The news pushed the shares of the drug’s maker, Merck & Co (NYSE: MRK), up 1.78% to $56.58 by close of trading yesterday.
Merck purchased worldwide rights to develop and commercialize letermovir from AiCuris GmbH in 2012 for around $570 million. The drug is also under review in Europe, where it has been granted orphan designation.
Among the more than 27,000 allogeneic HSCTs performed each year worldwide (including approximately 8,500 transplants in the USA), an estimated 65%-80% of recipients have been previously exposed to CMV and are therefore at high risk for CMV infection. Without prophylactic measures, many patients undergoing allogeneic HSCT will experience CMV infection, which can cause a range of serious negative health outcomes in this population. In a randomized controlled trial evaluating Prevymis as a preventive therapy in patients that had undergone an allogeneic HSCT, patients receiving Prevymis had a lower incidence of CMV infection than those receiving a placebo control.
According to Credit Suisse analysts, letermovir could grow quickly to reach $370 million in sales by 2020. However, the drug could see a rival in the shape of Chimerix’ brincidofovir, which is being tested not only for prevention of CMV but also other opportunistic infections that can affect HSCT patients.

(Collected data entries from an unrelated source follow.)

use chrono::{DateTime, Utc};
use serde::{Deserialize, Serialize};
use sqlx::FromRow;
use uuid::Uuid;

use crate::error::{CoreError, CoreResult};

/// Order-independent key of the two users bound to a chat. The smaller id is
/// always stored first, so `{A, B}` and `{B, A}` produce the same pair.
#[derive(Debug, Clone, Copy, PartialEq, Eq, Hash, Serialize, Deserialize)]
#[serde(into = "[Uuid; 2]", try_from = "[Uuid; 2]")]
pub struct ParticipantPair {
    low: Uuid,
    high: Uuid,
}

impl ParticipantPair {
    pub fn new(a: Uuid, b: Uuid) -> CoreResult<Self> {
        if a == b {
            return Err(CoreError::validation("a chat needs two different participants"));
        }
        let (low, high) = if a < b { (a, b) } else { (b, a) };
        Ok(Self { low, high })
    }

    pub fn low(&self) -> Uuid {
        self.low
    }

    pub fn high(&self) -> Uuid {
        self.high
    }

    pub fn contains(&self, user_id: Uuid) -> bool {
        self.low == user_id || self.high == user_id
    }
}

impl From<ParticipantPair> for [Uuid; 2] {
    fn from(pair: ParticipantPair) -> Self {
        [pair.low, pair.high]
    }
}

impl TryFrom<[Uuid; 2]> for ParticipantPair {
    type Error = CoreError;

    fn try_from(ids: [Uuid; 2]) -> Result<Self, Self::Error> {
        ParticipantPair::new(ids[0], ids[1])
    }
}

#[derive(Debug, Clone, PartialEq, Serialize, Deserialize)]
pub struct LastMessage {
    pub text: String,
    pub time: DateTime<Utc>,
}

#[derive(Debug, Clone, PartialEq, Serialize, Deserialize)]
pub struct ChatSession {
    pub id: Uuid,
    pub participants: ParticipantPair,
    /// Display names, in the same order as `participants`.
    pub participant_names: [String; 2],
    pub last_message: Option<LastMessage>,
    pub created_at: DateTime<Utc>,
}

impl ChatSession {
    pub fn is_participant(&self, user_id: Uuid) -> bool {
        self.participants.contains(user_id)
    }

    pub fn name_of(&self, user_id: Uuid) -> Option<&str> {
        if user_id == self.participants.low() {
            Some(&self.participant_names[0])
        } else if user_id == self.participants.high() {
            Some(&self.participant_names[1])
        } else {
            None
        }
    }

    /// Most recent activity, used to order a user's chat list.
    pub fn last_activity(&self) -> DateTime<Utc> {
        self.last_message
            .as_ref()
            .map(|m| m.time)
            .unwrap_or(self.created_at)
    }
}

#[derive(Debug, Clone, PartialEq, Serialize, Deserialize, FromRow)]
pub struct Message {
    pub id: Uuid,
    pub chat_id: Uuid,
    /// Store-assigned insertion sequence; breaks ties between equal timestamps.
    pub seq: i64,
    pub sender_id: Uuid,
    pub sender_name: String,
    pub text: String,
    pub created_at: DateTime<Utc>,
}

/// A message about to be appended. Borrows the caller's text so a failed send
/// leaves it in the caller's hands.
#[derive(Debug, Clone, Copy)]
pub struct NewMessage<'a> {
    pub chat_id: Uuid,
    pub sender_id: Uuid,
    pub sender_name: &'a str,
    pub text: &'a str,
}

/// Row shape of the `chats` table.
#[derive(Debug, Clone, FromRow)]
pub struct ChatRow {
    pub id: Uuid,
    pub participant_low: Uuid,
    pub participant_high: Uuid,
    pub name_low: String,
    pub name_high: String,
    pub last_message: Option<String>,
    pub last_message_time: Option<DateTime<Utc>>,
    pub created_at: DateTime<Utc>,
}

impl TryFrom<ChatRow> for ChatSession {
    type Error = CoreError;

    fn try_from(row: ChatRow) -> Result<Self, Self::Error> {
        let last_message = match (row.last_message, row.last_message_time) {
            (Some(text), Some(time)) => Some(LastMessage { text, time }),
            _ => None,
        };

        Ok(ChatSession {
            id: row.id,
            participants: ParticipantPair::new(row.participant_low, row.participant_high)?,
            participant_names: [row.name_low, row.name_high],
            last_message,
            created_at: row.created_at,
        })
    }
}

#[cfg(test)]
mod tests {
    use super::*;

    #[test]
    fn test_pair_is_order_independent() {
        let a = Uuid::new_v4();
        let b = Uuid::new_v4();
        assert_eq!(ParticipantPair::new(a, b).unwrap(), ParticipantPair::new(b, a).unwrap());
    }

    #[test]
    fn test_pair_rejects_self_chat() {
        let a = Uuid::new_v4();
        assert!(matches!(ParticipantPair::new(a, a), Err(CoreError::Validation(_))));
    }

    #[test]
    fn test_pair_serializes_as_two_ids() {
        let pair = ParticipantPair::new(Uuid::new_v4(), Uuid::new_v4()).unwrap();
        let json = serde_json::to_value(pair).unwrap();
        assert_eq!(json.as_array().map(|a| a.len()), Some(2));

        let duplicate = serde_json::json!([pair.low(), pair.low()]);
        assert!(serde_json::from_value::<ParticipantPair>(duplicate).is_err());
    }

    #[test]
    fn test_name_of_follows_pair_order() {
        let a = Uuid::new_v4();
        let b = Uuid::new_v4();
        let pair = ParticipantPair::new(a, b).unwrap();
        let names = if pair.low() == a {
            ["A".to_string(), "B".to_string()]
        } else {
            ["B".to_string(), "A".to_string()]
        };
        let chat = ChatSession {
            id: Uuid::new_v4(),
            participants: pair,
            participant_names: names,
            last_message: None,
            created_at: Utc::now(),
        };
        assert_eq!(chat.name_of(a), Some("A"));
        assert_eq!(chat.name_of(b), Some("B"));
    }
}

The FDA granted this application Breakthrough Therapy and Orphan Drug designation, the latter of which provides incentives to assist and encourage the development of drugs for rare diseases.
The most common Prevymis side effects include nausea, diarrhea, vomiting, swelling in the arms and legs, cough, headache, tiredness and stomach (abdominal) pain. Prevymis is contraindicated in patients receiving pimozide and ergot alkaloids and in patients receiving pitavastatin or simvastatin when co-administered with cyclosporine.